Tapi ajaibnya, banyak mata menyaksikan air itu berbelok sesuai bentuk sungai yang menikung lalu menghanyutkan mesin penggilingan kopi dan padi yang terletak tidak jauh dengan sungai kecil yang landai. Dalam sekejap mesin penggilingan tinggal lantainya saja. Semua isi gudang mesin hanyut.

Sungguh sebuah balasan nyata. Sementara yang punya mesin ikut hanyut dan tewas. Ada satu keajaiban, yaitu anak berusia tujuh tahun, dia bersama orang tuanya tinggal di dangau sawahnya bersisihan dengan sungai. Padahal sawah dan pondoknya berada diketinggian kira-kira sepuluh meter dengan sungai. Namun air menghanyutkan kedua orang tua dan pondoknya. Sementara dirinya sempat bergulung dengan material batu, pasir, dan kayu. Namun tiba-tiba ada yang melilit tubuhnya lalu diletakan di atas pohon.
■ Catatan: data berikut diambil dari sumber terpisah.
//! Session bounded context - call legs and their state machine

pub mod aggregate;
pub mod registry;
pub mod value_object;

pub use aggregate::Session;
pub use registry::SessionRegistry;
pub use value_object::{Direction, EndReason, SessionEvent, SessionState};
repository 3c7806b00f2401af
//! Domain result type

use super::error::DomainError;

/// Standard result type for domain operations
pub type Result<T> = std::result::Result<T, DomainError>;
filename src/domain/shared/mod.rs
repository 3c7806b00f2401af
//! Shared kernel - Common types used across all bounded contexts

pub mod error;
pub mod result;
pub mod value_objects;

pub use error::DomainError;
pub use result::Result;
pub use value_objects::*;
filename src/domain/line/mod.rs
//! Line bounded context - the three physical line keys

pub mod allocator;
pub mod entity;

pub use allocator::LineAllocator;
pub use entity::{CallerInfo, Line, LineState};
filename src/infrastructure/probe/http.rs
//! Network reachability probe
//!
//! Internet targets are checked with an HTTP `HEAD`; any response counts as
//! reachable. Signaling targets are checked with a WebSocket handshake that
//! offers the `sip` subprotocol and is closed straight away.

use crate::domain::connection::{ConnectivityProbe, ProbeClass, ProbeError};
use async_trait::async_trait;
use std::time::Duration;
use tokio_tungstenite::connect_async;
use tokio_tungstenite::tungstenite::client::IntoClientRequest;
use tokio_tungstenite::tungstenite::handshake::client::Request;
use tokio_tungstenite::tungstenite::http::header::SEC_WEBSOCKET_PROTOCOL;
use tokio_tungstenite::tungstenite::http::HeaderValue;
use tracing::debug;
use url::Url;

pub struct NetworkProbe {
    client: reqwest::Client,
}

impl NetworkProbe {
    pub fn new(timeout: Duration) -> Result<Self, ProbeError> {
        let client = reqwest::Client::builder()
            .timeout(timeout)
            .build()
            .map_err(|e| ProbeError::Unreachable(format!("Failed to build HTTP client: {}", e)))?;
        Ok(Self { client })
    }

    async fn check_http(&self, target: &Url) -> Result<(), ProbeError> {
        let response = self
            .client
            .head(target.as_str())
            .send()
            .await
            .map_err(|e| ProbeError::Unreachable(e.to_string()))?;
        debug!("HEAD {} -> {}", target, response.status());
        Ok(())
    }

    async fn check_websocket(&self, target: &Url) -> Result<(), ProbeError> {
        let request = signaling_request(target)?;
        let (mut socket, response) = connect_async(request)
            .await
            .map_err(|e| ProbeError::Unreachable(e.to_string()))?;
        debug!("WebSocket {} -> {}", target, response.status());
        // The handshake is all we wanted
        if let Err(e) = socket.close(None).await {
            debug!("Closing handshake socket to {} failed: {}", target, e);
        }
        Ok(())
    }
}

/// Handshake request for a signaling target. SIP servers refuse upgrades
/// that do not offer the `sip` subprotocol.
pub fn signaling_request(target: &Url) -> Result<Request, ProbeError> {
    let mut request = target
        .as_str()
        .into_client_request()
        .map_err(|e| ProbeError::InvalidTarget(format!("{}: {}", target, e)))?;
    request
        .headers_mut()
        .insert(SEC_WEBSOCKET_PROTOCOL, HeaderValue::from_static("sip"));
    Ok(request)
}

/// Parse a target and check it fits the probe class
pub fn parse_target(class: ProbeClass, target: &str) -> Result<Url, ProbeError> {
    let url = Url::parse(target)
        .map_err(|e| ProbeError::InvalidTarget(format!("{}: {}", target, e)))?;

    let allowed: &[&str] = match class {
        ProbeClass::Internet => &["http", "https"],
        ProbeClass::Signaling => &["ws", "wss"],
    };
    if !allowed.contains(&url.scheme()) {
        return Err(ProbeError::InvalidTarget(format!(
            "{} is not a {:?} probe target",
            target, class
        )));
    }
    Ok(url)
}

#[async_trait]
impl ConnectivityProbe for NetworkProbe {
    async fn check(&self, class: ProbeClass, target: &str) -> Result<(), ProbeError> {
        let url = parse_target(class, target)?;
        match class {
            ProbeClass::Internet => self.check_http(&url).await,
            ProbeClass::Signaling => self.check_websocket(&url).await,
        }
    }
}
Dari atas pohon itulah dia melihat air bergulung sangat cepat. Setelah subuh tiba baru air terlihat surut sementara dirinya masih berada di atas pohon yang tinggi. Ketika orang ramai berdatangan melihat sisa banjir bandang baru anak kecil itu berteriak minta tolong. Aku dan Macan Kumbang berjalan menyisir pinggir dusun. Memang ajaib, aku melihat ular besar itu menghadang air agar tidak masuk dusun. Ular besar itu adalah puyang penjaga perut gunung Dempu. Beliau mendengar doa perempuan yang teraniaya itu. Dialah yang mengerahkan air bah tumpah dari gunung Dempu.

Hari sudah hampir terang. Aku dan Macan Kumbang segera pulang. Perjalanan tak sengaja pagi ini cukup membuatku terpikir peristiwa tragis itu.

“Sifat serakah itu jahat betul ya, Selasih. Dia pikir Tuhan tidur dan tuli. Dasar manusia tidak pandai bersyukur. Begitu mudahnya tergiur dengan harta yang tak seberapa.” Ujar Macan Kumbang. Aku hanya mengangguk pelan. Tragis memang. Matahari sudah mulai muncul. Macan Kumbang pamit pulang. Aku kembali beraktivitas seperti biasa, bersih- bersih rumah yang tak seberapa luas ini. Menyiram bunga dan merapikan pagar hidup yang tumbuh di halaman. Dari mulut ke mulut peristiwa banjir bandang tadi malam sudah sampai pula di kampungku. Hampir setiap sudut membicarakan peristiwa itu. Bahkan muncul cerita -cerita aneh sesedap masakan ibuku.